Heritability estimates on resting state fMRI data using the ENIGMA analysis pipeline

Bhim M. Adhikari1, Neda Jahanshad2, Dinesh Shukla1, David C. Glahn3, John Blangero4, Richard C. Reynolds5, Robert W. Cox5, Els Fieremans6, Jelle Veraart6, Dmitry S. Novikov6, Thomas E. Nichols7, L. Elliot Hong1, Paul M. Thompson2, Peter Kochunov1


1Maryland Psychiatry Research Center, Department of Psychiatry, University of Maryland School ofMedicine
2Imaging Genetics Center, Stevens Neuroimaging and Informatics Institute, Keck School of Medicine of USC
3Department of Psychiatry, Yale University, School of Medicine
4Genomics Computing Center, University of Texas at Rio Grande Valley
5National Institute of Mental Health
6Center for Biomedical Imaging, Department of Radiology, New York University School of Medicine
7Department of Statistics, University of Warwick
Email: badhikari@mprc.umaryland.edu, neda.jahanshad@gmail.com, dshukla@mprc.umaryland.edu, david.glahn@yale.edu, john.blangero@UTRGV.edu, reynoldr@mail.nih.gov, robertcox@mail.nih.gov, els.fieremans@nyumc.org, Jelle.Veraart@nyumc.org, Dmitry.Novikov@nyumc.org, t.e.nichols@warwick.ac.uk, ehong@mprc.umaryland.edu, pthomp@usc.edu, pkochunov@mprc.umaryland.edu

Pacific Symposium on Biocomputing 23:307-318(2018)

© 2018 World Scientific
Open Access chapter published by World Scientific Publishing Company and distributed under the terms of the Creative Commons Attribution (CC BY) 4.0 License.


Abstract

Big data initiatives such as the Enhancing NeuroImaging Genetics through MetaAnalysis consortium (ENIGMA), combine data collected by independent studies worldwide to achieve more generalizable estimates of effect sizes and more reliable and reproducible outcomes.

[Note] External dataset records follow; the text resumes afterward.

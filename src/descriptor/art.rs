// ART descriptor
// Size measures followed by the ART module of every (p, r) cell

use super::{DescriptorError, ShapeDescriptor};
use crate::glyph::Glyph;
use crate::moments::art::{self, cells};
use crate::moments::{
    ArtExtractor, ArtMoments, BasicArtMoments, GeometricExtractor, GeometricMoments,
    MomentsExtractor,
};

const SIZE_LABELS: [&str; 3] = ["weight", "width", "height"];

pub struct ArtDescriptor {
    labels: Vec<String>,
    extractor: ArtExtractor<'static>,
}

impl ArtDescriptor {
    pub fn new() -> Self {
        let labels = SIZE_LABELS
            .iter()
            .map(|l| l.to_string())
            .chain(cells().map(|(p, r)| art::label(p, r)))
            .collect();

        ArtDescriptor {
            labels,
            extractor: ArtExtractor::tabulated(),
        }
    }
}

impl Default for ArtDescriptor {
    fn default() -> Self {
        Self::new()
    }
}

impl ShapeDescriptor for ArtDescriptor {
    fn name(&self) -> &str {
        "art"
    }

    fn labels(&self) -> &[String] {
        &self.labels
    }

    fn features(&self, glyph: &Glyph) -> Result<Vec<f64>, DescriptorError> {
        let mut geo = GeometricMoments::default();
        GeometricExtractor::new(glyph.interline()).extract(glyph.xs(), glyph.ys(), &mut geo)?;

        let mut moments = BasicArtMoments::default();
        self.extractor
            .extract(glyph.xs(), glyph.ys(), &mut moments)?;

        let mut features = Vec::with_capacity(self.labels.len());
        features.extend([geo.weight, geo.width, geo.height]);
        features.extend(cells().map(|(p, r)| moments.module(p, r)));

        Ok(features)
    }
}
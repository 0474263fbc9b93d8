//! # splice reassembly
//!
//! Turns a backend that stops mid-answer into one that finishes. The
//! [`CompletionDriver`] re-prompts the backend with a continuation request
//! whenever a round ends on the length limit, merges each new fragment onto
//! the text accumulated so far, and stops when the backend signals a natural
//! stop, the artifact looks complete, or the round budget runs out.
//!
//! The pieces are usable on their own:
//!
//! - [`overlap`]: strategies that find repeated text at a fragment boundary
//! - [`merger`]: [`merge`] and [`merge_with_report`]
//! - [`oracle`]: finish-signal and length/structure completeness checks
//! - [`balance`]: the delimiter/string-literal scanner behind the brace check
//! - [`prompt`]: the continuation prompt builder

pub mod artifact;
pub mod balance;
pub mod driver;
pub mod merger;
pub mod oracle;
pub mod overlap;
pub mod prompt;

#[cfg(test)]
mod test_helpers;

pub use artifact::{AccumulatedArtifact, ReassemblyOutcome, StopReason};
pub use driver::CompletionDriver;
pub use merger::{MergeReport, merge, merge_with_report};
pub use oracle::{Assessment, assess, is_complete, looks_reasonably_complete};
pub use overlap::{Overlap, Splice, Strategy};
pub use prompt::ContinuationPromptBuilder;
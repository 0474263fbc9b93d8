//! Fragment merging.
//!
//! Joins the accumulated buffer with a continuation fragment, removing any
//! text the backend repeated. Falls back to concatenation with a single line
//! break when no overlap strategy matches, so merging always makes progress.

use serde::Serialize;
use tracing::{debug, trace};

use crate::overlap::{Overlap, Strategy};

/// The merged text plus how it was produced.
#[derive(Debug, Clone, PartialEq, Eq, Serialize)]
pub struct MergeReport {
    /// Merged text
    pub text: String,

    /// Strategy that matched, or `None` for plain concatenation / empty fragment
    pub strategy: Option<Strategy>,

    /// Match length reported by the strategy (0 when none matched)
    pub overlap: usize,
}

/// Merge `fragment` onto `accumulated`.
pub fn merge(accumulated: &str, fragment: &str) -> String {
    merge_with_report(accumulated, fragment).text
}

/// Merge and report which strategy (if any) matched.
///
/// A candidate splice that would leave the result shorter than
/// `accumulated` is skipped in favour of the next strategy.
pub fn merge_with_report(accumulated: &str, fragment: &str) -> MergeReport {
    let fragment = fragment.trim();
    if fragment.is_empty() {
        return MergeReport {
            text: accumulated.to_string(),
            strategy: None,
            overlap: 0,
        };
    }

    if accumulated.is_empty() {
        return MergeReport {
            text: fragment.to_string(),
            strategy: None,
            overlap: 0,
        };
    }

    for strategy in Strategy::ORDER {
        let Overlap::MatchAt(splice) = strategy.detect(accumulated, fragment) else {
            trace!(%strategy, "No overlap");
            continue;
        };

        let text = splice.apply(accumulated, fragment);
        if text.len() < accumulated.len() {
            debug!(
                %strategy,
                accumulated_len = accumulated.len(),
                merged_len = text.len(),
                "Rejected overlap that would shrink the artifact"
            );
            continue;
        }

        debug!(
            %strategy,
            overlap = splice.length,
            accumulated_len = accumulated.len(),
            merged_len = text.len(),
            "Merged fragment"
        );
        return MergeReport {
            text,
            strategy: Some(strategy),
            overlap: splice.length,
        };
    }

    debug!(
        accumulated_len = accumulated.len(),
        fragment_len = fragment.len(),
        "No overlap found, concatenating"
    );
    let mut text = String::with_capacity(accumulated.len() + 1 + fragment.len());
    text.push_str(accumulated);
    text.push('\n');
    text.push_str(fragment);

    MergeReport {
        text,
        strategy: None,
        overlap: 0,
    }
}
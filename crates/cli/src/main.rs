//! splice CLI: the main entry point.
//!
//! Commands:
//! - `merge`   Merge a continuation fragment onto accumulated text
//! - `check`   Judge whether an artifact looks complete
//! - `replay`  Run the continuation loop against a recorded transcript
//! - `config`  Print the effective or default configuration

use std::path::PathBuf;

use clap::{Parser, Subcommand};

mod commands;

#[derive(Parser)]
#[command(
    name = "splice",
    about = "splice: reassemble truncated generation output into complete artifacts",
    version,
    author
)]
struct Cli {
    #[command(subcommand)]
    command: Commands,

    /// Enable verbose logging
    #[arg(short, long, global = true)]
    verbose: bool,
}

#[derive(Subcommand)]
enum Commands {
    /// Merge FRAGMENT onto ACCUMULATED and print the result
    Merge {
        /// File holding the text accumulated so far
        accumulated: PathBuf,

        /// File holding the next fragment
        fragment: PathBuf,

        /// Report which overlap strategy matched (on stderr)
        #[arg(long)]
        explain: bool,
    },

    /// Judge whether FILE looks like a complete rendition of the original
    Check {
        /// The produced artifact
        file: PathBuf,

        /// The original content it was produced from
        #[arg(long)]
        original: PathBuf,

        /// Content class (brace-delimited, indentation-delimited, tag-delimited, freeform).
        /// Defaults to a guess from FILE's extension.
        #[arg(long)]
        class: Option<String>,

        /// Print the assessment as JSON
        #[arg(long)]
        json: bool,
    },

    /// Reassemble an artifact from a recorded backend transcript
    Replay {
        /// Transcript JSON file
        transcript: PathBuf,

        /// Original content (transform mode)
        #[arg(long)]
        original: Option<PathBuf>,

        /// Content class; defaults to a guess from --original's extension
        #[arg(long)]
        class: Option<String>,

        /// transform or generate
        #[arg(long, default_value = "transform")]
        mode: String,

        /// Prompt for the first round
        #[arg(long, default_value = "Reproduce the recorded output.")]
        prompt: String,

        /// Print every prompt the backend received (on stderr)
        #[arg(long)]
        show_prompts: bool,
    },

    /// Print the configuration as TOML
    Config {
        /// Print built-in defaults instead of the loaded configuration
        #[arg(long)]
        defaults: bool,
    },
}

#[tokio::main]
async fn main() -> Result<(), Box<dyn std::error::Error>> {
    let cli = Cli::parse();

    // Logs go to stderr; stdout carries artifacts only
    let filter = if cli.verbose { "debug" } else { "info" };
    tracing_subscriber::fmt()
        .with_env_filter(
            tracing_subscriber::EnvFilter::try_from_default_env()
                .unwrap_or_else(|_| tracing_subscriber::EnvFilter::new(filter)),
        )
        .with_target(false)
        .with_writer(std::io::stderr)
        .init();

    match cli.command {
        Commands::Merge {
            accumulated,
            fragment,
            explain,
        } => commands::merge::run(&accumulated, &fragment, explain)?,
        Commands::Check {
            file,
            original,
            class,
            json,
        } => commands::check::run(&file, &original, class.as_deref(), json)?,
        Commands::Replay {
            transcript,
            original,
            class,
            mode,
            prompt,
            show_prompts,
        } => {
            commands::replay::run(commands::replay::ReplayArgs {
                transcript,
                original,
                class,
                mode,
                prompt,
                show_prompts,
            })
            .await?
        }
        Commands::Config { defaults } => commands::config_cmd::show(defaults)?,
    }

    Ok(())
}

Such efforts require harmonized image analyses protocols to extract phenotypes consistently. This harmonization is particularly challenging for resting state fMRI due to the wide variability of acquisition protocols and scanner platforms; this leads to site-to-site variance in quality, resolution and temporal signal-to-noise ratio (tSNR). An effective harmonization should provide optimal measures for data of different qualities. We developed a multi-site rsfMRI analysis pipeline to allow research groups around the world to process rsfMRI scans in a harmonized way, to extract consistent and quantitative measurements of connectivity and to perform coordinated statistical tests. We used the single-modality ENIGMA rsfMRI preprocessing pipeline based on modelfree Marchenko-Pastur PCA based denoising to verify and replicate resting state network heritability estimates. We analyzed two independent cohorts, GOBS (Genetics of Brain Structure) and HCP (the Human Connectome Project), which collected data using conventional and connectomics oriented fMRI protocols, respectively. We used seedbased connectivity and dual-regression approaches to show that the rsfMRI signal is consistently heritable across twenty major functional network measures. Heritability values of 20-40% were observed across both cohorts.